BenchSci Decodes Disease Biology with Neo4j to Accelerate Drug Discovery

9 of the top 10

Pharmaceutical companies have adopted BenchSci’s technology

4,500+

Research institutions worldwide accelerate science with BenchSci’s technology

$2.5 billion

Average cost of bringing a new drug to market

Developing a single new drug takes an average of 13 years and costs over $2.5 billion. More than 90% of clinical trials fail — most often because the underlying biology was misunderstood or incompletely characterized in preclinical research.

Drug discovery is failing because disease biology remains a black box. 

The diseases healthcare organizations are trying to treat today are more complex and interconnected than ever before. Diseases are multi-factorial, dynamic, and deeply interconnected. But the evidence required to understand them is scattered across millions of publications, experimental contexts, model systems, and proprietary datasets. 

While scientific output continues to grow exponentially, knowledge remains fragmented. Researchers are inundated with data but lack a unified, systems-level representation of the biological evidence needed to make high-confidence decisions. BenchSci is addressing this structural failure in how science is operationalized. The company is building a computable map of disease biology: a living representation of experimentally validated biological relationships designed to accelerate and de-risk preclinical research.

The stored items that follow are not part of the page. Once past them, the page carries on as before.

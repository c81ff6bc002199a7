//! Harvester core: pure harvest state machine, dedup ledger and record model.
mod effect;
mod hint;
mod ledger;
mod msg;
mod record;
mod scroll;
mod state;
mod update;
mod view_model;

pub use effect::Effect;
pub use hint::{completion_percent, detect_count_hint};
pub use ledger::DedupLedger;
pub use msg::Msg;
pub use record::{Projection, Record};
pub use scroll::{ScrollPosition, ScrollReport};
pub use state::{
    CompletionReason, HarvestPolicy, HarvestState, Phase, StallPolicy, NO_PROGRESS_THRESHOLD,
    PROGRESS_INTERVAL, SAFETY_CEILING,
};
pub use update::update;
pub use view_model::ProgressView;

ASCEND is BenchSci’s neuro-symbolic AI platform purpose-built for this challenge. At its core is the Biological Evidence Knowledge Graph (BEKG), an experimentally grounded knowledge system integrating evidence from open-access literature, closed-access publications, and proprietary pharmaceutical datasets.

Above: ASCEND, BenchSci’s neuro-symbolic AI platform

Unlike pure generative AI systems, ASCEND does not treat biology as free text. In high-stakes scientific domains, hallucinated outputs are liabilities. ASCEND combines large language models (LLMs) with a graph-native, ontologically structured representation of biological entities and their experimentally validated relationships. Every assertion is anchored to source evidence, and every inference is traceable.

BenchSci enables scientists to generate hypotheses with greater speed, credibility, and precision by transforming fragmented scientific context into a connected, evidence-grounded intelligence layer. 

The Challenge: When Biology Outgrows Rows and Columns

BenchSci confronted a fundamental modeling problem: biology does not conform to rows and columns.

Disease biology is inherently networked. A single protein may participate in multiple pathways, influence diverse phenotypes, and exhibit context-dependent behavior across experimental systems. 

“You’re dealing with billions of entities and a combinatorial explosion of possible interactions,” says Dr. Tony Solon, VP of Engineering, Data & ML at BenchSci. “But more importantly, you’re dealing with relationships that are conditional, contextual, and experimentally defined. Biology only makes sense when those connections are preserved.”

Early architectures relied on relational databases and denormalized tables. While sufficient for structured metadata, they proved brittle when modeling deeply interconnected evidence extracted from millions of publications. Multi-hop biological reasoning required increasingly complex JOIN operations, and granular subgraphs derived from literature became fragmented islands of information.

Critically, there was no native linkage between a structured assertion and its originating experiment. Claims extracted from PDFs became detached from the evidentiary context required to interpret them.

“We realized we were facing both a performance and a representational issue,” Dr. Solon explains. “If relationships are first-class citizens in biology, they must be first-class citizens in the data model. Without that, you lose traceability, explainability, and ultimately scientific credibility.”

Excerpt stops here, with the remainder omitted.